In a February 2026 judgment, the high court confirmed that sureties who freely bind themselves as co-principal debtors cannot escape liability by claiming that the suretyship clauses are contrary to public policy, nor can they challenge a liquidation order through rescission when the proper remedy is an appeal.

A lender advanced a loan of R1 539 600 to a property company, repayable in monthly instalments. Two sureties, a close corporation and an individual bound themselves jointly as co-principal debtors for payment of all amounts owing. The loan was amended on five occasions, and the borrower defaulted. The lender obtained provisional and final liquidation orders against the borrower and then pursued the sureties for the outstanding balance of approximately R1.49 million.

The sureties admitted under oath that the amounts were due and owing but nonetheless disputed the quantum, claiming they had not had the opportunity to audit payments made. The court found this untenable: the sureties had approximately 16 months to produce documentary proof of payments and produced nothing. A certificate of balance clause in the loan agreement placed the evidential burden on the sureties to produce evidence to disprove the amounts claimed, and they failed to do so.

The sureties argued that clauses requiring them to renounce the benefits of excussion, division, and cession of actions were oppressive and contrary to public policy. The court held that agreements must be honoured. The principle that agreements are binding (pacta sunt servanda) gives effect to the constitutional values of freedom and dignity. The sureties never alleged they were forced to sign or that they objected to the clauses at the time, and the court found no basis to refuse enforcement.

The sureties separately sought rescission of the liquidation orders against the borrower under section 354 of the 1973 Companies Act and rule 42. The court found they lacked standing: the statute permits only a liquidator, creditor, or member to bring such an application, and the sureties did not claim to act in any of those capacities. Furthermore, the individual surety had been present in court and participated when the final order was granted, so the "absence" requirement for rescission was not met. The proper remedy, the court held, would have been an appeal.
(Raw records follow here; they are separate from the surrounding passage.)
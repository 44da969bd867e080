// SPDX-License-Identifier: MIT OR Apache-2.0

//! Backup driver: scan, diff against the reconstructed state, write the
//! new generation's manifest, and archive its payload.
//!
//! `empty` mode stops after the manifest; it records the current state of
//! the tree without storing any bytes.

use anyhow::{bail, Context, Result};
use chrono::Local;
use colored::Color;
use std::collections::BTreeMap;
use std::path::Path;
use std::time::Instant;

use crate::archiver::{Archiver, Compression};
use crate::catalog::manifest::{self, ManifestRecord};
use crate::catalog::state::BackupState;
use crate::catalog::{self, Catalog, COMP_ARCHIVE, MANIFEST_FILE, NOCOMP_ARCHIVE};
use crate::diff::{self, ChangeSet};
use crate::output;
use crate::scanner;
use crate::workdir::{self, Workdir};

use super::RunContext;

pub fn run(ctx: &RunContext, archive_payload: bool) -> Result<()> {
    let scan_started = Instant::now();
    let fresh = scanner::scan(&ctx.profile)?;
    println!(
        "Scanned {} files in {:.2} s",
        fresh.len(),
        scan_started.elapsed().as_secs_f64()
    );

    let catalog = Catalog::discover(&ctx.archive_dir, None)
        .with_context(|| format!("cannot enumerate {}", ctx.archive_dir.display()))?;
    let state = BackupState::fold(&catalog, &ctx.archive_dir)?;
    let changes = diff::compute(&state, &fresh, &ctx.profile.source_root);
    if changes.is_empty() {
        println!("Nothing to back up.");
        return Ok(());
    }

    let date = Local::now().format("%Y%m%d").to_string();
    let id = catalog.next_id(&date)?;
    let gen_dir = catalog::generation_dir(&ctx.archive_dir, &id);
    std::fs::create_dir_all(&gen_dir)
        .with_context(|| format!("cannot create generation {id}"))?;
    tracing::info!("created generation {id}");

    let records = build_records(ctx, &changes, &fresh);
    manifest::write(&gen_dir.join(MANIFEST_FILE), &records)?;

    let archive_ok = if archive_payload {
        archive_payloads(ctx, &id, &gen_dir, &records)?
    } else {
        true
    };

    print_summary(ctx, &changes);

    if !archive_ok {
        if ctx.delete_on_fail {
            std::fs::remove_dir_all(&gen_dir)
                .with_context(|| format!("cannot remove failed generation {id}"))?;
            bail!("archiver failed; generation {id} removed");
        }
        bail!("archiver failed; partial generation {id} retained");
    }
    Ok(())
}

/// Assemble the manifest in ADD, UPDATE, DELETE, MOVE order.
///
/// Updated and moved files are re-hashed here, at manifest-write time; a
/// file that cannot be read any more is logged and dropped from the
/// manifest.
fn build_records(
    ctx: &RunContext,
    changes: &ChangeSet,
    fresh: &BTreeMap<String, i64>,
) -> Vec<ManifestRecord> {
    let root = &ctx.profile.source_root;
    let mut records = Vec::new();

    for (path, sha) in &changes.added {
        let Some(&mtime) = fresh.get(path) else {
            continue;
        };
        records.push(ManifestRecord::Add {
            path: path.clone(),
            mtime,
            compressed: ctx.profile.is_compressible(path),
            sha: *sha,
        });
    }

    for path in &changes.updated {
        let Some(&mtime) = fresh.get(path) else {
            continue;
        };
        match crate::hashing::hash_file(&root.join(path)) {
            Ok(sha) => records.push(ManifestRecord::Update {
                path: path.clone(),
                mtime,
                compressed: ctx.profile.is_compressible(path),
                sha,
            }),
            Err(e) => tracing::warn!("dropping updated file {path} from manifest: {e:#}"),
        }
    }

    for path in &changes.deleted {
        records.push(ManifestRecord::Delete {
            path: path.clone(),
            compressed: ctx.profile.is_compressible(path),
        });
    }

    for (from, to) in &changes.moved {
        let Some(&mtime) = fresh.get(to) else {
            continue;
        };
        match crate::hashing::hash_file(&root.join(to)) {
            Ok(sha) => records.push(ManifestRecord::Move {
                from: from.clone(),
                to: to.clone(),
                mtime,
                compressed: ctx.profile.is_compressible(from),
                sha,
            }),
            Err(e) => tracing::warn!("dropping moved file {to} from manifest: {e:#}"),
        }
    }

    records
}

/// Paths whose bytes this generation must store: ADD and UPDATE records.
/// DELETE and MOVE reference bytes already held by earlier generations.
fn partition(records: &[ManifestRecord]) -> (Vec<String>, Vec<String>) {
    let mut compressed = Vec::new();
    let mut store_only = Vec::new();
    for record in records {
        if let ManifestRecord::Add {
            path,
            compressed: c,
            ..
        }
        | ManifestRecord::Update {
            path,
            compressed: c,
            ..
        } = record
        {
            if *c {
                compressed.push(path.clone());
            } else {
                store_only.push(path.clone());
            }
        }
    }
    (compressed, store_only)
}

fn archive_payloads(
    ctx: &RunContext,
    id: &str,
    gen_dir: &Path,
    records: &[ManifestRecord],
) -> Result<bool> {
    let (compressed, store_only) = partition(records);
    if compressed.is_empty() && store_only.is_empty() {
        return Ok(true);
    }

    let archiver = Archiver::locate(ctx.settings.archiver.as_deref(), ctx.password.clone())?;
    let workdir = Workdir::create(ctx.settings.workdir.as_deref())?;
    let mut ok = true;

    let partitions = [
        (compressed, "bc", COMP_ARCHIVE, Compression::Fast),
        (store_only, "bn", NOCOMP_ARCHIVE, Compression::Store),
    ];
    for (paths, prefix, archive_name, level) in partitions {
        if paths.is_empty() {
            continue;
        }
        println!("archiving {} files into {archive_name}", paths.len());
        let list_file = workdir.list_file(prefix, id);
        workdir::write_list_file(&list_file, &paths)?;
        if let Err(e) = archiver.create(
            &gen_dir.join(archive_name),
            level,
            &list_file,
            &ctx.profile.source_root,
        ) {
            tracing::error!("{e:#}");
            ok = false;
        }
    }
    Ok(ok)
}

fn print_summary(ctx: &RunContext, changes: &ChangeSet) {
    let cap = ctx.settings.print_max_files();
    let added: Vec<String> = changes.added.keys().cloned().collect();
    let moved: Vec<String> = changes
        .moved
        .iter()
        .map(|(from, to)| format!("{from} -> {to}"))
        .collect();
    output::print_group("added", Color::Green, &added, cap, ctx.silent);
    output::print_group("updated", Color::Yellow, &changes.updated, cap, ctx.silent);
    output::print_group("deleted", Color::Red, &changes.deleted, cap, ctx.silent);
    output::print_group("moved", Color::Cyan, &moved, cap, ctx.silent);
}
For practitioners advising sureties, the judgment is a useful reminder that certificates of balance carry real evidential weight, that public policy challenges to standard suretyship clauses remain difficult to sustain where obligations were freely undertaken, and that rescission is not a substitute for an appeal.

Twirlwhirl CC and Another v Business Partners Limited and Others (Case No. 2025-141977) [2026] ZAWCHC (16 February 2026)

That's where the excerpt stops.